Earlier this month, the governor of my state, New Jersey, passed a bill making it a “trans haven.” Bogard says that one way to help families like his, and individuals like his son, is to urge your state to do the same if it hasn’t yet. “Every blue state needs to pass a trans refugee and resettlement act,” he says, which would ensure that “their law enforcement agencies will not cooperate with the DCFS of red states” and that “they will not help red states tear our children from our families, but will protect them from our governments.” He also urges people in those states to “make sure that your politicians aren’t treating this like a sideshow, like a distraction.”

At the Capitol, Bogard has seen children asked about their genitals, harassed by lawmakers who inquire if their parents are grooming them — the same lawmakers who have voiced support for marrying 12-year-old girls — and finds himself having to beg for them to see his child as a human being, to see the pain that they are causing his family.

Neon (he/they), a young Jewish trans person who has testified in the Missouri capitol over four times this year, and Bogard (courtesy of Rabbi Daniel Bogard)

It’s a jarring juxtaposition to his Jewish community, who he says have been wholly accepting. Bogard is deeply comforted by the Reform movement’s resolution on the rights of transgender and gender non-conforming individuals, and says he has allies in the Conservative and Orthodox movements as well. His son’s school has also been supportive.

“We live in this oasis and feel like the war is coming down on us,” he says.

Bogard recalls, in the days before the pandemic, sitting at the Shalom Hartman Institute for a conference on gender equity, when he knew his son would soon announce his transition. Author Noam Sienna was there to talk about his book “A Rainbow Thread,” which recounts the story of Berel-Beyle, a trans man who was accepted and embraced by his Jewish community in 19th century Ukraine.

Bogard tells me he started bawling — suddenly he saw a thread tying his son to the rest of Jewish history.

There’s a beauty, he tells me now, in knowing that “for as long as there have been Jews, there have always been trans Jews. Because being trans is just another way of being human. And there will always be trans Jews as long as there are Jews.”

Last year, Bogard and some colleagues started Camp Indigo Point as a reprieve for LGBTQ youth. They had 97 campers and dozens more waitlisted — this year, there will be a total of 300 kids attending the camp, spending two weeks in a space that is safe and joyful. “There’s nothing Jewish about this camp, except for the fact that every single person who founded this camp is Jewish,” Bogard explains. “It’s just another example of the ways in which the Jewish community here really has stood up for our kids.”

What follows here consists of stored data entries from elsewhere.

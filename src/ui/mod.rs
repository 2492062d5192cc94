//! Terminal output helpers

pub mod json;
pub mod output;
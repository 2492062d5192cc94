//! Test environment for isolated vaws runs.
//!
//! Provides `TestEnv` - a project directory, a config directory standing in
//! for `~/.config/vaws`, and a bin directory for fake external tools.

use std::path::{Path, PathBuf};
use std::process::{Command, Output};
use tempfile::TempDir;

/// Variables that would leak the developer's AWS setup into a test run.
const SCRUBBED_VARS: &[&str] = &[
    "AWS_REGION",
    "AWS_DEFAULT_REGION",
    "AWS_PROFILE",
    "VAWS_REGION",
    "VAWS_PROFILE",
    "VAWS_OUTPUT_DIR",
    "RUST_LOG",
];

/// Result of running a vaws CLI command
#[derive(Debug)]
pub struct TestResult {
    pub success: bool,
    pub exit_code: i32,
    pub stdout: String,
    pub stderr: String,
}

impl TestResult {
    /// Combine stdout and stderr
    pub fn combined_output(&self) -> String {
        format!("{}\n{}", self.stdout, self.stderr)
    }
}

/// Isolated test environment with temp directories.
pub struct TestEnv {
    pub project_root: TempDir,
    pub config_dir: TempDir,
    /// Only directory on PATH for the child
    pub bin_dir: TempDir,
    vaws_bin: PathBuf,
}

impl TestEnv {
    pub fn new() -> Self {
        Self {
            project_root: TempDir::new().expect("Failed to create project dir"),
            config_dir: TempDir::new().expect("Failed to create config dir"),
            bin_dir: TempDir::new().expect("Failed to create bin dir"),
            vaws_bin: PathBuf::from(env!("CARGO_BIN_EXE_vaws")),
        }
    }

    /// Get path relative to project root
    pub fn project_path(&self, relative: &str) -> PathBuf {
        self.project_root.path().join(relative)
    }

    /// Run vaws in the project root
    pub fn run(&self, args: &[&str]) -> TestResult {
        self.run_with_env(args, &[])
    }

    /// Run vaws in the project root with extra env vars.
    pub fn run_with_env(&self, args: &[&str], env_vars: &[(&str, &str)]) -> TestResult {
        let mut cmd = Command::new(&self.vaws_bin);
        cmd.current_dir(self.project_root.path())
            .args(args)
            .env("VAWS_TEST_CONFIG_DIR", self.config_dir.path())
            .env("PATH", self.bin_dir.path());
        for var in SCRUBBED_VARS {
            cmd.env_remove(var);
        }
        for (key, value) in env_vars {
            cmd.env(key, value);
        }

        let output = cmd.output().expect("Failed to execute vaws");
        output_to_result(output)
    }

    /// Install an executable shell script named `name` on the child's PATH.
    #[cfg(unix)]
    pub fn fake_tool(&self, name: &str, body: &str) -> PathBuf {
        use std::os::unix::fs::PermissionsExt;

        let path = self.bin_dir.path().join(name);
        std::fs::write(&path, format!("#!/bin/sh\n{}\n", body)).unwrap();
        let mut perms = std::fs::metadata(&path).unwrap().permissions();
        perms.set_mode(0o755);
        std::fs::set_permissions(&path, perms).unwrap();
        path
    }

    pub fn write_project_file(&self, relative: &str, content: &str) -> PathBuf {
        write_file(self.project_root.path(), relative, content)
    }
}

impl Default for TestEnv {
    fn default() -> Self {
        Self::new()
    }
}

pub fn write_file(root: &Path, relative: &str, content: &str) -> PathBuf {
    let path = root.join(relative);
    if let Some(parent) = path.parent() {
        std::fs::create_dir_all(parent).unwrap();
    }
    std::fs::write(&path, content).unwrap();
    path
}

fn output_to_result(output: Output) -> TestResult {
    TestResult {
        success: output.status.success(),
        exit_code: output.status.code().unwrap_or(-1),
        stdout: String::from_utf8_lossy(&output.stdout).to_string(),
        stderr: String::from_utf8_lossy(&output.stderr).to_string(),
    }
}
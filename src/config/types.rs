//! Configuration types

use std::path::PathBuf;

use serde::{Deserialize, Serialize};

/// AWS account settings
#[derive(Debug, Clone, Serialize, Deserialize, Default, PartialEq, Eq)]
pub struct AwsConfig {
    /// Region for every provider call and for the image build
    #[serde(default)]
    pub region: Option<String>,

    /// Named profile handed to the `aws` client
    #[serde(default)]
    pub profile: Option<String>,
}

/// Output configuration
#[derive(Debug, Clone, Serialize, Deserialize, Default, PartialEq, Eq)]
pub struct OutputConfig {
    /// Parent directory for generated configuration directories
    #[serde(default)]
    pub directory: Option<PathBuf>,
}

/// Defaults for `configure cluster`
#[derive(Debug, Clone, Serialize, Deserialize, PartialEq, Eq)]
pub struct ClusterConfig {
    #[serde(default = "default_master_instance_type")]
    pub master_instance_type: String,

    #[serde(default = "default_compute_instance_type")]
    pub compute_instance_type: String,

    #[serde(default = "default_max_queue_size")]
    pub max_queue_size: u32,

    /// Upload and reference the post-install script
    #[serde(default = "default_true")]
    pub post_install: bool,
}

impl Default for ClusterConfig {
    fn default() -> Self {
        Self {
            master_instance_type: default_master_instance_type(),
            compute_instance_type: default_compute_instance_type(),
            max_queue_size: default_max_queue_size(),
            post_install: true,
        }
    }
}

fn default_master_instance_type() -> String {
    "t2.micro".to_string()
}

fn default_compute_instance_type() -> String {
    "c5.xlarge".to_string()
}

fn default_max_queue_size() -> u32 {
    10
}

fn default_true() -> bool {
    true
}

/// Main configuration structure
#[derive(Debug, Clone, Serialize, Deserialize, Default, PartialEq, Eq)]
pub struct Config {
    #[serde(default)]
    pub aws: AwsConfig,

    #[serde(default)]
    pub output: OutputConfig,

    #[serde(default)]
    pub cluster: ClusterConfig,
}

What strikes me most when talking to Bogard is the awe he has for his son, the same awe so many of us have for our kids. “The reality is that being a trans kid is one of the least remarkable things about him,” Bogard says.

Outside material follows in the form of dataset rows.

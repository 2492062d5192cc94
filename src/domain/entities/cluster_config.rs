//! aws-parallelcluster configuration
//!
//! The cluster file is INI: ordered `[section]` blocks of `key = value`
//! lines. `IniDocument` keeps insertion order so the output is stable.

use std::fmt;

/// Post-install script location inside the bucket.
pub const POST_INSTALL_KEY: &str = "vaws/post_install.sh";

/// Ordered INI document.
#[derive(Debug, Clone, Default, PartialEq, Eq)]
pub struct IniDocument {
    sections: Vec<IniSection>,
}

#[derive(Debug, Clone, PartialEq, Eq)]
struct IniSection {
    name: String,
    entries: Vec<(String, String)>,
}

impl IniDocument {
    pub fn new() -> Self {
        Self::default()
    }

    /// Add an empty section if it does not exist yet.
    pub fn section(&mut self, name: &str) -> &mut Self {
        if self.find(name).is_none() {
            self.sections.push(IniSection {
                name: name.to_string(),
                entries: Vec::new(),
            });
        }
        self
    }

    /// Set a key, replacing its value in place if present.
    pub fn set(&mut self, section: &str, key: &str, value: impl ToString) -> &mut Self {
        self.section(section);
        let value = value.to_string();
        if let Some(section) = self.sections.iter_mut().find(|s| s.name == section) {
            match section.entries.iter_mut().find(|(k, _)| k == key) {
                Some(entry) => entry.1 = value,
                None => section.entries.push((key.to_string(), value)),
            }
        }
        self
    }

    pub fn get(&self, section: &str, key: &str) -> Option<&str> {
        self.find(section)?
            .entries
            .iter()
            .find(|(k, _)| k == key)
            .map(|(_, v)| v.as_str())
    }

    pub fn section_names(&self) -> impl Iterator<Item = &str> {
        self.sections.iter().map(|s| s.name.as_str())
    }

    fn find(&self, name: &str) -> Option<&IniSection> {
        self.sections.iter().find(|s| s.name == name)
    }

    /// Parse INI text. Returns the 1-indexed line of the first bad line on error.
    pub fn parse(content: &str) -> Result<Self, usize> {
        let mut doc = Self::new();
        let mut current: Option<String> = None;

        for (i, raw) in content.lines().enumerate() {
            let line = raw.trim();
            if line.is_empty() || line.starts_with('#') || line.starts_with(';') {
                continue;
            }
            if let Some(name) = line.strip_prefix('[').and_then(|l| l.strip_suffix(']')) {
                let name = name.trim().to_string();
                doc.section(&name);
                current = Some(name);
                continue;
            }
            let section = current.as_deref().ok_or(i + 1)?;
            let (key, value) = line
                .split_once('=')
                .or_else(|| line.split_once(':'))
                .ok_or(i + 1)?;
            doc.set(section, key.trim(), value.trim());
        }

        Ok(doc)
    }
}

impl fmt::Display for IniDocument {
    fn fmt(&self, f: &mut fmt::Formatter<'_>) -> fmt::Result {
        for section in &self.sections {
            writeln!(f, "[{}]", section.name)?;
            for (key, value) in &section.entries {
                writeln!(f, "{} = {}", key, value)?;
            }
            writeln!(f)?;
        }
        Ok(())
    }
}

/// Resolved inputs for a cluster configuration file.
#[derive(Debug, Clone, PartialEq, Eq)]
pub struct ClusterSettings {
    pub cluster_name: String,
    pub image_id: String,
    pub bucket: String,
    pub region: String,
    pub vpc_id: String,
    pub master_subnet_id: String,
    pub key_name: String,
    pub master_instance_type: String,
    pub compute_instance_type: String,
    pub max_queue_size: u32,
    pub security_group_id: String,
    pub post_install: Option<String>,
}

impl ClusterSettings {
    fn cluster_section(&self) -> String {
        format!("cluster {}", self.cluster_name)
    }

    fn vpc_section(&self) -> String {
        format!("vpc {}", self.cluster_name)
    }

    /// Baseline parallelcluster settings shared by every vaws cluster.
    fn defaults(&self) -> IniDocument {
        let name = &self.cluster_name;
        let cluster = self.cluster_section();
        let vpc = self.vpc_section();

        let mut doc = IniDocument::new();
        doc.section("aws");
        doc.set("global", "cluster_template", name)
            .set("global", "update_check", "true")
            .set("global", "sanity_check", "true");
        doc.set("aliases", "ssh", "ssh ubuntu@{MASTER_IP} {ARGS}");
        doc.set(&cluster, "base_os", "ubuntu1804")
            .set(&cluster, "initial_queue_size", 0)
            .set(&cluster, "max_queue_size", 10)
            .set(&cluster, "maintain_initial_size", "false")
            .set(&cluster, "vpc_settings", name);
        doc.set("scaling", "scaledown_idletime", 5);
        doc.set(&vpc, "use_public_ips", "true");
        doc
    }

    /// Render the complete cluster configuration.
    pub fn to_ini(&self) -> IniDocument {
        let cluster = self.cluster_section();
        let vpc = self.vpc_section();

        let mut doc = self.defaults();
        doc.set("aws", "aws_region_name", &self.region);
        doc.set(&cluster, "custom_ami", &self.image_id)
            .set(&cluster, "key_name", &self.key_name)
            .set(&cluster, "master_instance_type", &self.master_instance_type)
            .set(&cluster, "compute_instance_type", &self.compute_instance_type)
            .set(&cluster, "max_queue_size", self.max_queue_size)
            .set(
                &cluster,
                "s3_read_write_resource",
                format!("arn:aws:s3:::{}*", self.bucket),
            );
        if let Some(post_install) = &self.post_install {
            doc.set(&cluster, "post_install", post_install);
        }
        doc.set(&vpc, "vpc_id", &self.vpc_id)
            .set(&vpc, "master_subnet_id", &self.master_subnet_id)
            .set(&vpc, "additional_sg", &self.security_group_id);
        doc
    }
}

/// Script run on every node after boot. Puts the simulation environment on
/// PATH for the login user.
pub fn post_install_script() -> String {
    r#"#!/bin/bash -e

echo "export PATH=/home/ubuntu/miniconda3/envs/simulation/bin:/home/ubuntu/miniconda3/bin:\$PATH" >> /home/ubuntu/.bashrc
mkdir -p /usr/local/share/vivarium/artifacts
"#
    .to_string()
}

He tells me about the marvel of seeing him grow and watching him do things he’d never imagined — building 3D models, taking on a sports field, thoroughly enchanting everyone around him. It’s a love and sense of wonder I relate to: Seeing your child grow into themselves, you realize how little control you have over who they are. Bogard’s son gets to be who he is because he’s allowed to flourish in a loving community. It’s a reality that every trans person deserves.

All Bogard asks is to enshrine, and protect, that reality for his family, and for children and adults across the nation.